Here's an article ("Journey of a Pill") that illustrates that in great detail, and here's an article in the Globe and Mail that adds some more details. The authors picked clonazepam, a classic old benzodiazepine (often sold under the brand name of Klonopin) that has been on the market in North America since the mid-1970s. It is the very definition of a generic drug - off patent for decades but still in use, and produced by a number of suppliers around the world. In this case, the authors trace a path that starts with the API itself being produced in Bangalore, while the excipients that will also go into the pill are made in Guangzhou. The API is taken by truck to Mumbai and then shipped by boat to Rotterdam, while the excipients are similarly trucked to Shanghai and then are shipped to Mumbai. The API is analyzed and inspected in the EU and then shipped back to India itself, and the actual clonazepam tablets (API and excipients combined) are made in India. You'll note that this analysis skips over a good amount of the chemistry involved - for example, where do the ingredients used to make the clonazepam itself come from? The answer there is surely "other Chinese suppliers, and good luck figuring out which ones".

But wait, there's more, as they used to say on the old cable TV ads.

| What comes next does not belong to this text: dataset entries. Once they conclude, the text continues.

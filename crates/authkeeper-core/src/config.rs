//! Session configuration management.
//!
//! This module handles loading the configuration that tells the session
//! layer where the API lives, which cookie names hold the tokens, and
//! which routes the route guard redirects to.
//!
//! Configuration is stored at `~/.config/authkeeper/config.json` and can be
//! overridden per key through `AUTHKEEPER_*` environment variables.

use std::path::{Path, PathBuf};

use serde::{Deserialize, Serialize};

use crate::error::AuthError;

/// Application name used for config/cache directory paths
pub const APP_NAME: &str = "authkeeper";

/// Config file name
const CONFIG_FILE: &str = "config.json";

/// HTTP request timeout in seconds.
/// 30s allows for slow API responses while failing fast enough for good UX.
const DEFAULT_REQUEST_TIMEOUT_SECS: u64 = 30;

const ENV_API_URL: &str = "AUTHKEEPER_API_URL";
const ENV_ACCESS_COOKIE: &str = "AUTHKEEPER_ACCESS_COOKIE";
const ENV_REFRESH_COOKIE: &str = "AUTHKEEPER_REFRESH_COOKIE";

fn default_access_cookie() -> String {
    "access_token".to_string()
}

fn default_refresh_cookie() -> String {
    "refresh_token".to_string()
}

fn default_login_route() -> String {
    "/login".to_string()
}

fn default_home_route() -> String {
    "/".to_string()
}

fn default_timeout() -> u64 {
    DEFAULT_REQUEST_TIMEOUT_SECS
}

#[derive(Debug, Clone, PartialEq, Eq, Serialize, Deserialize)]
#[serde(rename_all = "camelCase")]
pub struct AuthConfig {
    #[serde(default)]
    pub api_url: String,
    #[serde(default = "default_access_cookie")]
    pub access_token_cookie_name: String,
    #[serde(default = "default_refresh_cookie")]
    pub refresh_token_cookie_name: String,
    #[serde(default = "default_login_route")]
    pub login_route: String,
    #[serde(default = "default_home_route")]
    pub home_route: String,
    #[serde(default)]
    pub hide_login_when_authenticated: bool,
    #[serde(default = "default_timeout")]
    pub request_timeout_secs: u64,
}

impl AuthConfig {
    /// Configuration for `api_url` with every other option at its default
    pub fn new(api_url: impl Into<String>) -> Self {
        Self {
            api_url: api_url.into(),
            access_token_cookie_name: default_access_cookie(),
            refresh_token_cookie_name: default_refresh_cookie(),
            login_route: default_login_route(),
            home_route: default_home_route(),
            hide_login_when_authenticated: false,
            request_timeout_secs: DEFAULT_REQUEST_TIMEOUT_SECS,
        }
    }

    /// Load from the default config path, apply environment overrides and validate
    pub fn load() -> Result<Self, AuthError> {
        let path = Self::config_path()?;
        let mut config = Self::load_from(&path)?;
        config.apply_env_overrides(|key| std::env::var(key).ok());
        config.validate()?;
        Ok(config)
    }

    /// Load from a specific file; a missing file yields an empty config
    pub fn load_from(path: &Path) -> Result<Self, AuthError> {
        if !path.exists() {
            return Ok(Self::new(String::new()));
        }
        let contents = std::fs::read_to_string(path)
            .map_err(|e| AuthError::Config(format!("Failed to read {}: {}", path.display(), e)))?;
        serde_json::from_str(&contents)
            .map_err(|e| AuthError::Config(format!("Failed to parse {}: {}", path.display(), e)))
    }

    /// Write to the default config path
    pub fn save(&self) -> Result<PathBuf, AuthError> {
        let path = Self::config_path()?;
        self.save_to(&path)?;
        Ok(path)
    }

    pub fn save_to(&self, path: &Path) -> Result<(), AuthError> {
        if let Some(parent) = path.parent() {
            std::fs::create_dir_all(parent)
                .map_err(|e| AuthError::Config(format!("Failed to create {}: {}", parent.display(), e)))?;
        }
        let contents = serde_json::to_string_pretty(self)
            .map_err(|e| AuthError::Config(e.to_string()))?;
        std::fs::write(path, contents)
            .map_err(|e| AuthError::Config(format!("Failed to write {}: {}", path.display(), e)))
    }

    /// Overlay values from the environment. `lookup` is injectable for tests.
    pub fn apply_env_overrides(&mut self, lookup: impl Fn(&str) -> Option<String>) {
        if let Some(url) = lookup(ENV_API_URL) {
            self.api_url = url;
        }
        if let Some(name) = lookup(ENV_ACCESS_COOKIE) {
            self.access_token_cookie_name = name;
        }
        if let Some(name) = lookup(ENV_REFRESH_COOKIE) {
            self.refresh_token_cookie_name = name;
        }
    }

    pub fn validate(&self) -> Result<(), AuthError> {
        if self.api_url.trim().is_empty() {
            return Err(AuthError::Config("apiUrl is required".to_string()));
        }
        let url = reqwest::Url::parse(&self.api_url)
            .map_err(|e| AuthError::Config(format!("apiUrl '{}' is not a valid URL: {}", self.api_url, e)))?;
        if !matches!(url.scheme(), "http" | "https") {
            return Err(AuthError::Config(format!("apiUrl must be http(s), got '{}'", url.scheme())));
        }
        if self.access_token_cookie_name.is_empty() || self.refresh_token_cookie_name.is_empty() {
            return Err(AuthError::Config("cookie names must not be empty".to_string()));
        }
        if self.access_token_cookie_name == self.refresh_token_cookie_name {
            return Err(AuthError::Config("access and refresh cookie names must differ".to_string()));
        }
        Ok(())
    }

    pub fn config_path() -> Result<PathBuf, AuthError> {
        let config_dir = dirs::config_dir()
            .ok_or_else(|| AuthError::Config("Could not find config directory".to_string()))?;
        Ok(config_dir.join(APP_NAME).join(CONFIG_FILE))
    }

    pub fn cache_dir() -> Result<PathBuf, AuthError> {
        let cache_dir = dirs::cache_dir()
            .ok_or_else(|| AuthError::Config("Could not find cache directory".to_string()))?;
        Ok(cache_dir.join(APP_NAME))
    }
}
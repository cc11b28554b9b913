use anyhow::{Context, Result};
use rusqlite::Connection;
use tracing::debug;

/// Every table the application owns, in dependency order. The diagnostic
/// dump walks this list too, so keep it aligned with the DDL below.
pub const TABLES: [&str; 5] = [
    "users",
    "recipes",
    "ingredients",
    "recipe_ingredients",
    "reviews",
];

/// Create any missing tables. Existing tables and rows are left untouched, so
/// this runs on every startup as well as after the demo reset.
///
/// Foreign keys are declared but not enforced. The bundled SQLite build turns
/// enforcement on by default, so it is switched off here for the connection:
/// a review pointing at a missing recipe is stored as-is.
pub fn ensure_schema(conn: &Connection) -> Result<()> {
    conn.execute("PRAGMA foreign_keys = OFF", [])
        .context("failed to disable foreign keys")?;

    conn.execute(
        "CREATE TABLE IF NOT EXISTS users (
            id INTEGER PRIMARY KEY AUTOINCREMENT,
            name TEXT NOT NULL,
            dietary_pref TEXT NOT NULL DEFAULT ''
        )",
        [],
    )
    .context("failed to create users table")?;

    conn.execute(
        "CREATE TABLE IF NOT EXISTS recipes (
            id INTEGER PRIMARY KEY AUTOINCREMENT,
            name TEXT NOT NULL,
            cuisine TEXT NOT NULL DEFAULT '',
            dish_type TEXT NOT NULL DEFAULT '',
            prep_time TEXT NOT NULL DEFAULT '',
            difficulty TEXT NOT NULL DEFAULT 'Easy'
                CHECK (difficulty IN ('Easy', 'Medium', 'Hard')),
            method TEXT NOT NULL DEFAULT '',
            rating REAL NOT NULL DEFAULT 0
        )",
        [],
    )
    .context("failed to create recipes table")?;

    conn.execute(
        "CREATE TABLE IF NOT EXISTS ingredients (
            id INTEGER PRIMARY KEY AUTOINCREMENT,
            name TEXT NOT NULL UNIQUE,
            stock_quantity TEXT
        )",
        [],
    )
    .context("failed to create ingredients table")?;

    conn.execute(
        "CREATE TABLE IF NOT EXISTS recipe_ingredients (
            recipe_id INTEGER NOT NULL,
            ingredient_id INTEGER NOT NULL,
            quantity TEXT,
            FOREIGN KEY(recipe_id) REFERENCES recipes(id),
            FOREIGN KEY(ingredient_id) REFERENCES ingredients(id)
        )",
        [],
    )
    .context("failed to create recipe_ingredients table")?;

    conn.execute(
        "CREATE TABLE IF NOT EXISTS reviews (
            id INTEGER PRIMARY KEY AUTOINCREMENT,
            recipe_id INTEGER NOT NULL,
            user_id INTEGER NOT NULL,
            rating INTEGER NOT NULL,
            comment TEXT NOT NULL DEFAULT '',
            FOREIGN KEY(recipe_id) REFERENCES recipes(id),
            FOREIGN KEY(user_id) REFERENCES users(id)
        )",
        [],
    )
    .context("failed to create reviews table")?;

    debug!("schema ensured");
    Ok(())
}

#[cfg(test)]
mod tests {
    use super::*;

    fn user_tables(conn: &Connection) -> Vec<String> {
        let mut stmt = conn
            .prepare(
                "SELECT name FROM sqlite_master
                 WHERE type = 'table' AND name NOT LIKE 'sqlite_%'
                 ORDER BY name",
            )
            .unwrap();
        stmt.query_map([], |row| row.get(0))
            .unwrap()
            .collect::<Result<Vec<String>, _>>()
            .unwrap()
    }

    #[test]
    fn creates_the_five_tables() {
        let conn = Connection::open_in_memory().unwrap();
        ensure_schema(&conn).unwrap();

        let mut expected: Vec<String> = TABLES.iter().map(|t| t.to_string()).collect();
        expected.sort();
        assert_eq!(user_tables(&conn), expected);
    }

    #[test]
    fn rerunning_keeps_tables_and_rows() {
        let conn = Connection::open_in_memory().unwrap();
        ensure_schema(&conn).unwrap();
        conn.execute(
            "INSERT INTO ingredients (name, stock_quantity) VALUES ('Salt', '200 g')",
            [],
        )
        .unwrap();

        ensure_schema(&conn).unwrap();
        ensure_schema(&conn).unwrap();

        assert_eq!(user_tables(&conn).len(), 5);
        let count: i64 = conn
            .query_row("SELECT COUNT(*) FROM ingredients", [], |row| row.get(0))
            .unwrap();
        assert_eq!(count, 1);
    }

    #[test]
    fn foreign_keys_are_not_enforced() {
        let conn = Connection::open_in_memory().unwrap();
        ensure_schema(&conn).unwrap();
        conn.execute(
            "INSERT INTO recipe_ingredients (recipe_id, ingredient_id) VALUES (999, 999)",
            [],
        )
        .unwrap();
    }

    #[test]
    fn dangling_review_is_stored() {
        let conn = Connection::open_in_memory().unwrap();
        ensure_schema(&conn).unwrap();
        conn.execute(
            "INSERT INTO reviews (recipe_id, user_id, rating, comment) VALUES (42, 7, 5, 'ghost')",
            [],
        )
        .unwrap();

        let enforced: i64 = conn
            .query_row("PRAGMA foreign_keys", [], |row| row.get(0))
            .unwrap();
        assert_eq!(enforced, 0);
    }

    #[test]
    fn unknown_difficulty_is_rejected() {
        let conn = Connection::open_in_memory().unwrap();
        ensure_schema(&conn).unwrap();

        let err = conn
            .execute(
                "INSERT INTO recipes (name, difficulty) VALUES ('Odd', 'Impossible')",
                [],
            )
            .unwrap_err();
        assert!(err.to_string().contains("CHECK constraint failed"));

        conn.execute("INSERT INTO recipes (name) VALUES ('Plain')", [])
            .unwrap();
        let difficulty: String = conn
            .query_row("SELECT difficulty FROM recipes", [], |row| row.get(0))
            .unwrap();
        assert_eq!(difficulty, "Easy");
    }
}
use std::fs;
use std::path::{Path, PathBuf};

use anyhow::{anyhow, Context, Result};
use directories::BaseDirs;
use rusqlite::Connection;
use tracing::info;

use super::schema::ensure_schema;

/// Folder name used beneath the user's home directory for application data.
const DATA_DIR_NAME: &str = ".recipe-portal";
/// SQLite file name stored inside the application data directory.
const DB_FILE_NAME: &str = "recipes.sqlite";

/// Owned handle to the recipe database. One `Store` lives for the whole
/// session and is passed to whoever needs data; every operation on it is
/// self-contained, so a failed call never leaves half its writes behind.
pub struct Store {
    pub(super) conn: Connection,
}

impl Store {
    /// Open (or create) the database file at `path` and make sure the schema
    /// exists. Missing parent directories are created first.
    pub fn open(path: &Path) -> Result<Self> {
        if let Some(parent) = path.parent().filter(|p| !p.as_os_str().is_empty()) {
            fs::create_dir_all(parent).context("failed to create data directory")?;
        }

        let conn = Connection::open(path)
            .with_context(|| format!("failed to open SQLite database at {}", path.display()))?;
        ensure_schema(&conn)?;
        info!(path = %path.display(), "opened recipe store");
        Ok(Self { conn })
    }

    /// Open a throwaway in-memory database with the full schema.
    pub fn open_in_memory() -> Result<Self> {
        let conn = Connection::open_in_memory().context("failed to open in-memory database")?;
        ensure_schema(&conn)?;
        Ok(Self { conn })
    }

    /// Borrow the underlying connection for ad-hoc queries.
    pub fn conn(&self) -> &Connection {
        &self.conn
    }
}

/// Resolve the absolute path to the SQLite database inside the user's home.
pub fn default_db_path() -> Result<PathBuf> {
    let base_dirs = BaseDirs::new().ok_or_else(|| anyhow!("could not locate home directory"))?;
    Ok(base_dirs.home_dir().join(DATA_DIR_NAME).join(DB_FILE_NAME))
}
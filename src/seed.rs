//! Demo catalog used to show the application off. Resetting deletes the
//! store file, so this only ever runs when the user asks for it with
//! `--demo`; normal startup goes through `Store::open` alone.

use std::fs;
use std::io::ErrorKind;
use std::path::Path;

use anyhow::{Context, Result};
use rand::Rng;
use tracing::{info, warn};

use crate::db::{DemoRecipe, DemoReview, DemoRows, Store};
use crate::models::{Difficulty, NewRecipe};

/// Number of randomly generated filler recipes added after the curated ones.
pub const FILLER_RECIPES: usize = 45;

const USERS: [(&str, &str); 3] = [
    ("Alice", "Vegetarian"),
    ("Bob", "Vegan"),
    ("Charlie", "Non-Vegetarian"),
];

const INGREDIENTS: [(&str, &str); 18] = [
    ("Tomato", "120 pcs"),
    ("Onion", "80 pcs"),
    ("Garlic", "50 cloves"),
    ("Chicken", "30 kg"),
    ("Basil", "40 g"),
    ("Pasta", "60 packs"),
    ("Paneer", "25 blocks"),
    ("Spinach", "45 bundles"),
    ("Olive Oil", "100 ml"),
    ("Salt", "200 g"),
    ("Pepper", "90 g"),
    ("Chili Powder", "70 g"),
    ("Sugar", "150 g"),
    ("Flour", "1000 g"),
    ("Butter", "300 g"),
    ("Milk", "5 L"),
    ("Eggs", "60 pcs"),
    ("Cocoa Powder", "100 g"),
];

/// Hand-written recipes: name, cuisine, dish type, prep time, difficulty,
/// method, rating, then `(ingredient, quantity)` lines.
type Curated = (
    &'static str,
    &'static str,
    &'static str,
    &'static str,
    Difficulty,
    &'static str,
    f64,
    &'static [(&'static str, &'static str)],
);

const CURATED: [Curated; 5] = [
    (
        "Spaghetti Pomodoro",
        "Italian",
        "Main Course",
        "30 mins",
        Difficulty::Easy,
        "Boil pasta. Make tomato sauce with garlic, basil, and olive oil. Mix and serve.",
        4.5,
        &[
            ("Pasta", "200 g"),
            ("Tomato", "4 pcs"),
            ("Garlic", "3 cloves"),
            ("Basil", "10 g"),
            ("Olive Oil", "30 ml"),
            ("Salt", "to taste"),
        ],
    ),
    (
        "Palak Paneer",
        "Indian",
        "Main Course",
        "40 mins",
        Difficulty::Medium,
        "Blend spinach. Fry paneer. Mix with spices and spinach puree.",
        4.3,
        &[
            ("Spinach", "2 bundles"),
            ("Paneer", "1 block"),
            ("Onion", "1 pcs"),
            ("Garlic", "4 cloves"),
            ("Chili Powder", "5 g"),
            ("Salt", "to taste"),
        ],
    ),
    (
        "Garlic Chicken",
        "Continental",
        "Main Course",
        "45 mins",
        Difficulty::Medium,
        "Marinate chicken in garlic and spices. Grill until cooked.",
        4.7,
        &[
            ("Chicken", "1 kg"),
            ("Garlic", "6 cloves"),
            ("Pepper", "5 g"),
            ("Olive Oil", "20 ml"),
            ("Salt", "to taste"),
        ],
    ),
    (
        "Chocolate Cake",
        "French",
        "Dessert",
        "60 mins",
        Difficulty::Medium,
        "Mix flour, sugar, cocoa, eggs, milk and bake.",
        4.8,
        &[
            ("Flour", "250 g"),
            ("Sugar", "200 g"),
            ("Cocoa Powder", "50 g"),
            ("Eggs", "3 pcs"),
            ("Milk", "250 ml"),
            ("Butter", "100 g"),
        ],
    ),
    (
        "Bruschetta",
        "Italian",
        "Starter",
        "15 mins",
        Difficulty::Easy,
        "Toast bread, top with tomato, basil, olive oil.",
        4.2,
        &[
            ("Tomato", "3 pcs"),
            ("Basil", "5 g"),
            ("Olive Oil", "15 ml"),
            ("Garlic", "1 clove"),
        ],
    ),
];

const DISH_NAMES: [&str; 26] = [
    "Lemon Herb Quinoa",
    "Mango Chutney Tofu",
    "Creamy Broccoli Soup",
    "Grilled Zucchini Rolls",
    "Spicy Chickpea Wraps",
    "Avocado Lime Salad",
    "Stuffed Bell Peppers",
    "Thai Peanut Noodles",
    "Baked Falafel Pockets",
    "Mushroom Risotto",
    "Tomato Basil Tart",
    "Sweet Potato Curry",
    "Eggplant Parmesan",
    "Pumpkin Lentil Soup",
    "Garlic Butter Shrimp",
    "Coconut Rice Bowl",
    "Pesto Pasta Delight",
    "Zesty Black Bean Tacos",
    "Green Curry Vegetables",
    "Cheesy Cauliflower Bake",
    "Honey Glazed Carrots",
    "Kale Cranberry Salad",
    "Tofu Stir Fry",
    "Beetroot Hummus Wraps",
    "Peanut Butter Banana Toast",
    "Almond Berry Smoothie",
];

const CUISINES: [&str; 7] = [
    "Indian", "Italian", "Mexican", "Thai", "Chinese", "Greek", "Fusion",
];

/// `(user index, curated recipe index, rating, comment)`
const REVIEWS: [(usize, usize, i64, &str); 4] = [
    (0, 0, 5, "Simple and fresh, my weeknight go-to."),
    (1, 4, 4, "Great starter, skipped the cheese."),
    (2, 2, 5, "Juicy and full of flavour."),
    (0, 3, 4, "Rich but a little dense."),
];

/// Build the demo catalog. The curated part is fixed; the filler recipes
/// draw name, cuisine, difficulty and rating from `rng`.
pub fn demo_rows<R: Rng>(rng: &mut R) -> DemoRows {
    let users = USERS
        .iter()
        .map(|(name, pref)| (name.to_string(), pref.to_string()))
        .collect();

    let ingredients = INGREDIENTS
        .iter()
        .map(|(name, stock)| (name.to_string(), stock.to_string()))
        .collect();

    let mut recipes: Vec<DemoRecipe> = CURATED
        .iter()
        .map(
            |&(name, cuisine, dish_type, prep_time, difficulty, method, rating, lines)| {
                DemoRecipe {
                    recipe: NewRecipe {
                        name: name.to_string(),
                        cuisine: cuisine.to_string(),
                        dish_type: dish_type.to_string(),
                        prep_time: prep_time.to_string(),
                        difficulty,
                        method: method.to_string(),
                        rating,
                        ingredients: lines.iter().map(|(item, _)| item.to_string()).collect(),
                    },
                    quantities: lines.iter().map(|(_, qty)| Some(qty.to_string())).collect(),
                }
            },
        )
        .collect();

    for _ in 0..FILLER_RECIPES {
        let name = DISH_NAMES[rng.gen_range(0..DISH_NAMES.len())];
        let cuisine = CUISINES[rng.gen_range(0..CUISINES.len())];
        let difficulty = Difficulty::ALL[rng.gen_range(0..Difficulty::ALL.len())];
        let rating = (rng.gen_range(3.5..=4.9_f64) * 10.0).round() / 10.0;
        recipes.push(DemoRecipe {
            recipe: NewRecipe {
                name: name.to_string(),
                cuisine: cuisine.to_string(),
                dish_type: "Main Course".to_string(),
                prep_time: "25 mins".to_string(),
                difficulty,
                method: format!(
                    "This is how you make {name}. Follow the traditional steps for a delicious result."
                ),
                rating,
                ingredients: Vec::new(),
            },
            quantities: Vec::new(),
        });
    }

    let reviews = REVIEWS
        .iter()
        .map(|&(user, recipe, rating, comment)| DemoReview {
            user,
            recipe,
            rating,
            comment: comment.to_string(),
        })
        .collect();

    DemoRows {
        users,
        ingredients,
        recipes,
        reviews,
    }
}

/// Delete the store at `path`, recreate it through the normal schema path,
/// and fill it with the demo catalog.
pub fn reset_and_seed<R: Rng>(path: &Path, rng: &mut R) -> Result<Store> {
    match fs::remove_file(path) {
        Ok(()) => warn!(path = %path.display(), "removed existing store for demo reset"),
        Err(err) if err.kind() == ErrorKind::NotFound => {}
        Err(err) => {
            return Err(err)
                .with_context(|| format!("failed to remove {} before seeding", path.display()))
        }
    }

    let mut store = Store::open(path)?;
    store.insert_demo_rows(&demo_rows(rng))?;
    info!(path = %path.display(), "seeded demo catalog");
    Ok(store)
}

#[cfg(test)]
mod tests {
    use super::*;
    use rand::SeedableRng;
    use rand_pcg::Pcg64;

    fn count(store: &Store, table: &str) -> i64 {
        store
            .conn()
            .query_row(&format!("SELECT COUNT(*) FROM {table}"), [], |row| {
                row.get(0)
            })
            .unwrap()
    }

    #[test]
    fn seeded_store_has_the_expected_counts() {
        let dir = tempfile::tempdir().unwrap();
        let path = dir.path().join("demo.sqlite");
        let mut rng = Pcg64::seed_from_u64(7);

        let store = reset_and_seed(&path, &mut rng).unwrap();

        assert_eq!(count(&store, "users"), 3);
        assert_eq!(count(&store, "ingredients"), 18);
        assert_eq!(count(&store, "recipes"), 50);
        assert_eq!(count(&store, "reviews"), 4);
    }

    #[test]
    fn reset_discards_previous_contents() {
        let dir = tempfile::tempdir().unwrap();
        let path = dir.path().join("demo.sqlite");
        {
            let mut store = Store::open(&path).unwrap();
            store
                .add_recipe(&NewRecipe::new(
                    "Leftovers",
                    "",
                    Difficulty::Easy,
                    "",
                    ["Saffron"],
                ))
                .unwrap();
        }

        let store = reset_and_seed(&path, &mut Pcg64::seed_from_u64(1)).unwrap();

        assert!(store.list_recipes(Some("Leftovers")).unwrap().is_empty());
        assert_eq!(count(&store, "ingredients"), 18);
    }

    #[test]
    fn same_seed_gives_same_catalog() {
        let mut first = Store::open_in_memory().unwrap();
        let mut second = Store::open_in_memory().unwrap();

        first
            .insert_demo_rows(&demo_rows(&mut Pcg64::seed_from_u64(42)))
            .unwrap();
        second
            .insert_demo_rows(&demo_rows(&mut Pcg64::seed_from_u64(42)))
            .unwrap();

        assert_eq!(
            first.list_recipes(None).unwrap(),
            second.list_recipes(None).unwrap()
        );
    }

    #[test]
    fn filler_ratings_stay_in_range() {
        let rows = demo_rows(&mut Pcg64::seed_from_u64(3));
        for demo in &rows.recipes[CURATED.len()..] {
            let rating = demo.recipe.rating;
            assert!((3.5..=4.9).contains(&rating), "rating {rating} out of range");
            assert_eq!(rating, (rating * 10.0).round() / 10.0);
        }
    }

    #[test]
    fn curated_recipes_link_their_ingredients() {
        let mut store = Store::open_in_memory().unwrap();
        store
            .insert_demo_rows(&demo_rows(&mut Pcg64::seed_from_u64(0)))
            .unwrap();

        let cake = store.ingredients_for_recipe(4).unwrap();
        assert_eq!(cake.len(), 6);
        assert_eq!(cake[0].name, "Flour");
        assert_eq!(cake[0].quantity.as_deref(), Some("250 g"));
        assert_eq!(store.list_ingredients().unwrap().len(), 18);
    }
}
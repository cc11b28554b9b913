//! Ratatui front-end: a recipe list with live search, a summary tab with
//! ingredient stock, and popups for adding recipes and reviews.

mod app;
mod forms;
mod helpers;
mod screens;
mod terminal;

pub use app::App;
pub use terminal::run_app;
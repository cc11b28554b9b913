//! Binary entry point: parse flags, open (or reset) the store, then either
//! dump the tables or hand the store to the TUI.
use std::io;

use anyhow::Result;
use clap::Parser;
use rand::SeedableRng;
use rand_pcg::Pcg64;
use tracing::info;

use recipe_portal::cli::Cli;
use recipe_portal::seed::reset_and_seed;
use recipe_portal::{default_db_path, logging, run_app, App, Store};

fn main() -> Result<()> {
    let cli = Cli::parse();
    let db_path = match cli.db {
        Some(path) => path,
        None => default_db_path()?,
    };

    logging::init(&logging::log_path(&db_path), &cli.log_level)?;
    info!(path = %db_path.display(), demo = cli.demo, "starting recipe portal");

    let store = if cli.demo {
        let mut rng = match cli.rng_seed {
            Some(seed) => Pcg64::seed_from_u64(seed),
            None => Pcg64::from_entropy(),
        };
        reset_and_seed(&db_path, &mut rng)?
    } else {
        Store::open(&db_path)?
    };

    if cli.dump {
        return store.dump_tables(&mut io::stdout().lock());
    }

    let mut app = App::new(store)?;
    run_app(&mut app)
}
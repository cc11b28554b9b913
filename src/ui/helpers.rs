use anyhow::Error;
use ratatui::layout::{Constraint, Direction, Layout, Rect};

/// Produce a rectangle centered within `area` that spans the requested percent
/// of the width and height. Used for modal dialogs.
pub(crate) fn centered_rect(percent_x: u16, percent_y: u16, area: Rect) -> Rect {
    let horizontal = Layout::default()
        .direction(Direction::Horizontal)
        .constraints([
            Constraint::Percentage((100 - percent_x) / 2),
            Constraint::Percentage(percent_x),
            Constraint::Percentage((100 - percent_x) / 2),
        ])
        .split(area);

    let vertical = Layout::default()
        .direction(Direction::Vertical)
        .constraints([
            Constraint::Percentage((100 - percent_y) / 2),
            Constraint::Percentage(percent_y),
            Constraint::Percentage((100 - percent_y) / 2),
        ])
        .split(horizontal[1]);

    vertical[1]
}

/// Extract the most relevant error message from a chained error.
pub(crate) fn surface_error(err: &Error) -> String {
    err.chain()
        .last()
        .map(|cause| cause.to_string())
        .unwrap_or_else(|| err.to_string())
}

/// One decimal place, the way ratings were entered.
pub(crate) fn format_rating(rating: f64) -> String {
    format!("{rating:.1}")
}

/// Flatten multi-line text so it fits a single table cell.
pub(crate) fn single_line(text: &str) -> String {
    text.split_whitespace().collect::<Vec<_>>().join(" ")
}

#[cfg(test)]
mod tests {
    use super::*;
    use anyhow::{anyhow, Context};

    #[test]
    fn surface_error_prefers_root_cause() {
        let err = Err::<(), _>(anyhow!("Recipe name is required."))
            .context("failed to save recipe")
            .unwrap_err();
        assert_eq!(surface_error(&err), "Recipe name is required.");
    }

    #[test]
    fn ratings_show_one_decimal() {
        assert_eq!(format_rating(4.0), "4.0");
        assert_eq!(format_rating(4.26), "4.3");
    }

    #[test]
    fn single_line_collapses_whitespace() {
        assert_eq!(single_line("Boil pasta.\n  Serve."), "Boil pasta. Serve.");
    }

    #[test]
    fn centered_rect_stays_inside_area() {
        let area = Rect::new(0, 0, 100, 40);
        let popup = centered_rect(60, 50, area);
        assert_eq!(popup.width, 60);
        assert_eq!(popup.height, 20);
        assert_eq!(popup.x, 20);
        assert_eq!(popup.y, 10);
    }
}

The finished tablets are shipped to the US, where they undergo USP testing in New Jersey. They are then trucked to Tennessee, where they are repackaged into smaller consumer bottles, and these are then sent to a distribution center Toronto for the Canadian market. In the case the authors are using, trucks then take these to Vancouver, where they are delivered to individual pharmacies for prescription sale to consumers. The authors estimate that the clonazepam could travel over 30,000 miles before it gets into the hands of a patient, what with all that transoceanic shipping, which is pretty impressive. That's also why you see a lot of ocean shipping as opposed to air freight - the latter does occur, but the margins in the generic business are thin enough to make it less attractive. I've heard the expression in the shipping business that "air freight is for flowers and f**kups" (i.e. hasty overnight deliveries), and I think that applies here as well. 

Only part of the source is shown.